Под одной его фотографией, где были хорошо видны запыленные, уже серые, а не белые кроссовки, она оставила комментарий: «сердце замирает при виде этих кроссовок». Волгушев провел минут 15, напряженно решая, удалить ли комментарий или просто навсегда забанить Настю, и более-менее успокоился, только уговорив себя, что она никогда ничего не писала саркастически и с чего бы ей вдруг начать сейчас.

Чем отчетливее он сам себе признавался, что каждая новая ее фотография раздражает его сильнее, тем четче собиралась в слова его настоящая, глубокая, детская обида: почему она ни разу не сказала ему просто «приезжай». «Я скучаю по тебе». «Мне с тобой лучше, чем без тебя». Ему было бесконечно стыдно перед собой за эти повторяющиеся в голове сотни раз слова, и еще стыднее, когда он мысленно отвечал сам себе, что Настя, в сущности, ничего никогда ему не обещала – и сам себя каждый раз обрывал, потому что причем тут вообще «обещания», если речь идет о его судьбе, о его счастье.

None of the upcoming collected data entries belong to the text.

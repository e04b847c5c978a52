//! Temperature-derived mood used to bias headline selection.

use std::fmt;

use serde::{Deserialize, Serialize};

const COLD_BELOW_C: f64 = 10.0;
const HOT_ABOVE_C: f64 = 25.0;

#[derive(Debug, Clone, Copy, PartialEq, Eq, Hash, Serialize, Deserialize)]
#[serde(rename_all = "lowercase")]
pub enum MoodCategory {
    Cold,
    Cool,
    Hot,
}

impl MoodCategory {
    pub fn as_str(&self) -> &'static str {
        match self {
            MoodCategory::Cold => "cold",
            MoodCategory::Cool => "cool",
            MoodCategory::Hot => "hot",
        }
    }

    /// Lower-case keywords matched as substrings against headlines.
    pub fn keywords(&self) -> &'static [&'static str] {
        match self {
            MoodCategory::Cold => &["death", "tragedy", "loss", "disaster", "crisis"],
            MoodCategory::Hot => &["fear", "terror", "panic", "threat"],
            MoodCategory::Cool => &["win", "victory", "success", "happy", "celebration"],
        }
    }
}

impl fmt::Display for MoodCategory {
    fn fmt(&self, f: &mut fmt::Formatter<'_>) -> fmt::Result {
        f.write_str(self.as_str())
    }
}

/// Cold below 10 °C, hot above 25 °C, cool in between (both bounds inclusive).
pub fn classify(celsius: f64) -> MoodCategory {
    if celsius < COLD_BELOW_C {
        MoodCategory::Cold
    } else if celsius > HOT_ABOVE_C {
        MoodCategory::Hot
    } else {
        MoodCategory::Cool
    }
}

pub fn fahrenheit_to_celsius(fahrenheit: f64) -> f64 {
    (fahrenheit - 32.0) * 5.0 / 9.0
}

#[cfg(test)]
mod tests {
    use super::*;
    use crate::settings::Unit;

    #[test]
    fn boundaries() {
        assert_eq!(classify(9.99), MoodCategory::Cold);
        assert_eq!(classify(10.0), MoodCategory::Cool);
        assert_eq!(classify(25.0), MoodCategory::Cool);
        assert_eq!(classify(25.01), MoodCategory::Hot);
        assert_eq!(classify(-40.0), MoodCategory::Cold);
    }

    #[test]
    fn fahrenheit_conversion() {
        assert_eq!(fahrenheit_to_celsius(32.0), 0.0);
        assert_eq!(fahrenheit_to_celsius(212.0), 100.0);
        assert!((fahrenheit_to_celsius(77.0) - 25.0).abs() < 1e-9);
    }

    #[test]
    fn classify_after_unit_conversion() {
        // 50 °F is exactly 10 °C.
        assert_eq!(classify(Unit::Imperial.to_celsius(50.0)), MoodCategory::Cool);
        assert_eq!(classify(Unit::Imperial.to_celsius(49.9)), MoodCategory::Cold);
        assert_eq!(classify(Unit::Imperial.to_celsius(78.0)), MoodCategory::Hot);
        assert_eq!(classify(Unit::Metric.to_celsius(26.0)), MoodCategory::Hot);
    }

    #[test]
    fn keyword_tables() {
        assert!(MoodCategory::Hot.keywords().contains(&"threat"));
        assert!(MoodCategory::Cold.keywords().contains(&"crisis"));
        assert!(MoodCategory::Cool.keywords().contains(&"celebration"));
    }
}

Из-за переездов и появившихся у Насти мелких подработок их звонки стали реже, а те, что были, часто выходили короткими и скованными. Он невольно сердился на нее, сравнивая их установившийся поверхностный обмен впечатлениями с теми долгими разговорами, которые вел с Войцеховской. Еще сильнее его донимала мысль, возможны ли вообще у них с Настей такие разговоры, какие у него были с Войцеховской, – двух взрослых самостоятельных людей, которые делятся опытом двух так непохоже прожитых жизней.

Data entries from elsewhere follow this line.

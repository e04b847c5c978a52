use std::sync::Arc;

use anyhow::Context;
use clap::{Parser, Subcommand};
use inquire::{Password, PasswordDisplayMode};
use skycast_core::{
    Config, Coordinates, CurationPipeline, NewsCategory, ProviderId, Settings, SettingsStore,
    StaticGeolocation, Unit,
    provider::{geocoder_from_config, news_client_from_config, weather_client_from_config},
};

/// Top-level CLI struct.
#[derive(Debug, Parser)]
#[command(name = "skycast", version, about = "Local weather with mood-matched headlines")]
pub struct Cli {
    /// Increase log verbosity (-v info, -vv debug). `RUST_LOG` takes precedence.
    #[arg(short, long, global = true, action = clap::ArgAction::Count)]
    pub verbose: u8,

    #[command(subcommand)]
    pub command: Command,
}

#[derive(Debug, Subcommand)]
pub enum Command {
    /// Configure the API key for a provider.
    Configure {
        /// Provider short name: "openweather" or "newsapi".
        provider: String,
    },

    /// Show current weather, the forecast and curated headlines.
    Show {
        /// Latitude of the position to use; overrides the config file.
        #[arg(long, requires = "lon", allow_hyphen_values = true)]
        lat: Option<f64>,

        /// Longitude of the position to use; overrides the config file.
        #[arg(long, requires = "lat", allow_hyphen_values = true)]
        lon: Option<f64>,

        /// Unit system: metric or imperial.
        #[arg(long, default_value = "imperial")]
        unit: Unit,

        /// Preferred news topic. Repeatable; only the first one is sent.
        #[arg(long = "category", value_name = "CATEGORY")]
        categories: Vec<NewsCategory>,

        /// Treat location permission as denied.
        #[arg(long)]
        no_location: bool,

        /// Print the settled state as JSON.
        #[arg(long)]
        json: bool,
    },

    /// List the selectable news topics.
    Categories,
}

impl Cli {
    pub async fn run(self) -> anyhow::Result<()> {
        match self.command {
            Command::Configure { provider } => configure(&provider),
            Command::Show {
                lat,
                lon,
                unit,
                categories,
                no_location,
                json,
            } => {
                let config = Config::load()?;

                let fix = match (lat, lon) {
                    (Some(lat), Some(lon)) => Some(Coordinates::new(lat, lon)),
                    _ => config.location.coordinates(),
                };
                let allowed = config.location.enabled && !no_location;
                let geolocation = StaticGeolocation::new(allowed, fix);

                let settings = SettingsStore::new(Settings {
                    unit,
                    categories: Vec::new(),
                });
                settings.set_categories(categories);

                let pipeline = CurationPipeline::new(
                    Arc::new(geolocation),
                    Arc::new(geocoder_from_config(&config)?),
                    Arc::new(weather_client_from_config(&config)),
                    Arc::new(news_client_from_config(&config)),
                    settings,
                );

                let state = pipeline.run().await;

                if json {
                    let out = serde_json::to_string_pretty(&state)
                        .context("Failed to serialize result to JSON")?;
                    println!("{out}");
                } else {
                    print!("{}", crate::render::StateView(&state));
                }
                Ok(())
            }
            Command::Categories => {
                for category in NewsCategory::all() {
                    println!("{:<14} {}", category.as_str(), category.label());
                }
                Ok(())
            }
        }
    }
}

fn configure(provider: &str) -> anyhow::Result<()> {
    let id = ProviderId::try_from(provider)?;
    let mut config = Config::load()?;

    if config.is_provider_configured(id) {
        println!("Provider '{id}' already has an API key; entering a new one replaces it.");
    }

    let api_key = Password::new(&format!("API key for {id}:"))
        .with_display_mode(PasswordDisplayMode::Masked)
        .without_confirmation()
        .prompt()
        .context("Failed to read API key")?;

    let api_key = api_key.trim().to_string();
    if api_key.is_empty() {
        anyhow::bail!("API key must not be empty");
    }

    config.upsert_provider_api_key(id, api_key);
    config.save()?;

    println!(
        "Saved API key for '{id}' to {}",
        Config::config_file_path()?.display()
    );
    Ok(())
}

#[cfg(test)]
mod tests {
    use super::*;

    #[test]
    fn parses_show_with_repeated_categories() {
        let cli = Cli::try_parse_from([
            "skycast",
            "show",
            "--lat",
            "-33.86",
            "--lon",
            "151.2",
            "--unit",
            "metric",
            "--category",
            "health",
            "--category",
            "business",
        ])
        .expect("valid args");

        match cli.command {
            Command::Show {
                lat,
                lon,
                unit,
                categories,
                no_location,
                json,
            } => {
                assert_eq!(lat, Some(-33.86));
                assert_eq!(lon, Some(151.2));
                assert_eq!(unit, Unit::Metric);
                assert_eq!(categories, vec![NewsCategory::Health, NewsCategory::Business]);
                assert!(!no_location);
                assert!(!json);
            }
            other => panic!("unexpected command: {other:?}"),
        }
    }

    #[test]
    fn show_defaults_to_imperial() {
        let cli = Cli::try_parse_from(["skycast", "show"]).expect("valid args");
        match cli.command {
            Command::Show { unit, .. } => assert_eq!(unit, Unit::Imperial),
            other => panic!("unexpected command: {other:?}"),
        }
    }

    #[test]
    fn lat_requires_lon() {
        assert!(Cli::try_parse_from(["skycast", "show", "--lat", "1.0"]).is_err());
    }

    #[test]
    fn unknown_category_rejected() {
        assert!(Cli::try_parse_from(["skycast", "show", "--category", "sports"]).is_err());
    }

    #[test]
    fn verbose_counts() {
        let cli = Cli::try_parse_from(["skycast", "-vv", "categories"]).expect("valid args");
        assert_eq!(cli.verbose, 2);
    }
}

Он, конечно, рассказал Насте о работе на Зизико и кто такая Войцеховская, но почему-то стеснялся рассказывать что-либо подробнее, Марта буквально больше ни разу не упоминалась в разговорах. Настя лайкнула все его фотографии, кроме той, которую с собственным отражением в натертом до блеска мраморе Войцеховская сделала в загсе у ресторана (Волгушев забавно, уныло стоял у колонны, а рядом сидели сразу три расфранченных жениха) после очередного интервью. Он только тогда понял, что выложил фотографию не только потому, что ему нравилось, как он получился на ней, но и потому, что ему нравилось чувство, что посторонний может подумать, что Марта – его девушка или, во всяком случае, у них что-то было.